═══ RECORDS SHOWN

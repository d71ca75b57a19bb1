//! 入力ハンドリング
//!
//! ユーザー入力を受け取り、アシスタントの 1 ターン処理に委譲し、
//! 応答種別に応じて表示と会話履歴の記録を行う。

use tracing::{debug, info, warn};

use crate::agent::disambiguator::Disambiguator;
use crate::agent::tools::registry::GREETING;
use crate::agent::turn::{self, TurnKind};
use crate::cli::assistant::{assistant_report_error, assistant_talk};

use super::Shell;

/// AI クライアント無効時の固定応答
const AI_DISABLED_NOTICE: &str =
    "The assistant is unavailable because no OpenAI API key is configured. \
     Set OPENAI_API_KEY and restart to manage users.";

impl Shell {
    /// ユーザー入力を処理する。
    ///
    /// 戻り値: `true` = REPL ループ続行、`false` = シェル終了
    pub(super) async fn handle_input(&mut self, line: &str) -> bool {
        let line = line.trim().to_string();

        if line.is_empty() {
            return true;
        }

        debug!(input = %line, "User input received");

        // exit はアシスタントを介さず直接終了
        if line == "exit" {
            info!("Exit input detected, leaving shell");
            return false;
        }

        // AI 無効時: 挨拶ルールだけは語彙判定で処理できる
        let Some(ai_client) = &self.ai_client else {
            if Disambiguator::is_greeting(&line) {
                assistant_talk(GREETING);
                self.conversation_state.push_turn(&line, GREETING);
            } else {
                assistant_report_error(AI_DISABLED_NOTICE);
            }
            return true;
        };

        // 1 ターン実行: 挨拶ルール → 語彙フィルタ → 選択 → 検証 → ディスパッチ
        let output = match turn::run_turn(
            ai_client,
            &self.disambiguator,
            &self.store,
            &self.conversation_state,
            &line,
        )
        .await
        {
            Ok(output) => output,
            Err(e) => {
                warn!(error = %e, "Turn failed");
                assistant_report_error(&format!("Something went wrong: {e}"));
                return true;
            }
        };

        // 応答種別に応じて表示（Streamed はストリーミング中に表示済み）
        match output.kind {
            TurnKind::Streamed => {}
            TurnKind::Direct | TurnKind::Clarification => assistant_talk(&output.text),
            TurnKind::Action { error } => {
                if error.is_some() {
                    assistant_report_error(&output.text);
                } else {
                    assistant_talk(&output.text);
                }
            }
        }

        // 会話履歴に記録（次ターンの文脈として使用される）
        self.conversation_state.push_turn(&line, &output.text);
        debug!(turns = self.conversation_state.turns(), "Conversation history updated");

        true
    }
}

══════

ASSIGNED TASK: All of the material is to be written out exactly.

RESULT FOR THIS EXERCISE:
repository d71ca75b57a19bb1
//! 入力ハンドリング
//!
//! ユーザー入力を受け取り、アシスタントの 1 ターン処理に委譲し、
//! 応答種別に応じて表示と会話履歴の記録を行う。

use tracing::{debug, info, warn};

use crate::agent::disambiguator::Disambiguator;
use crate::agent::tools::registry::GREETING;
use crate::agent::turn::{self, TurnKind};
use crate::cli::assistant::{assistant_report_error, assistant_talk};

use super::Shell;

/// AI クライアント無効時の固定応答
const AI_DISABLED_NOTICE: &str =
    "The assistant is unavailable because no OpenAI API key is configured. \
     Set OPENAI_API_KEY and restart to manage users.";

impl Shell {
    /// ユーザー入力を処理する。
    ///
    /// 戻り値: `true` = REPL ループ続行、`false` = シェル終了
    pub(super) async fn handle_input(&mut self, line: &str) -> bool {
        let line = line.trim().to_string();

        if line.is_empty() {
            return true;
        }

        debug!(input = %line, "User input received");

        // exit はアシスタントを介さず直接終了
        if line == "exit" {
            info!("Exit input detected, leaving shell");
            return false;
        }

        // AI 無効時: 挨拶ルールだけは語彙判定で処理できる
        let Some(ai_client) = &self.ai_client else {
            if Disambiguator::is_greeting(&line) {
                assistant_talk(GREETING);
                self.conversation_state.push_turn(&line, GREETING);
            } else {
                assistant_report_error(AI_DISABLED_NOTICE);
            }
            return true;
        };

        // 1 ターン実行: 挨拶ルール → 語彙フィルタ → 選択 → 検証 → ディスパッチ
        let output = match turn::run_turn(
            ai_client,
            &self.disambiguator,
            &self.store,
            &self.conversation_state,
            &line,
        )
        .await
        {
            Ok(output) => output,
            Err(e) => {
                warn!(error = %e, "Turn failed");
                assistant_report_error(&format!("Something went wrong: {e}"));
                return true;
            }
        };

        // 応答種別に応じて表示（Streamed はストリーミング中に表示済み）
        match output.kind {
            TurnKind::Streamed => {}
            TurnKind::Direct | TurnKind::Clarification => assistant_talk(&output.text),
            TurnKind::Action { error } => {
                if error.is_some() {
                    assistant_report_error(&output.text);
                } else {
                    assistant_talk(&output.text);
                }
            }
        }

        // 会話履歴に記録（次ターンの文脈として使用される）
        self.conversation_state.push_turn(&line, &output.text);
        debug!(turns = self.conversation_state.turns(), "Conversation history updated");

        true
    }
}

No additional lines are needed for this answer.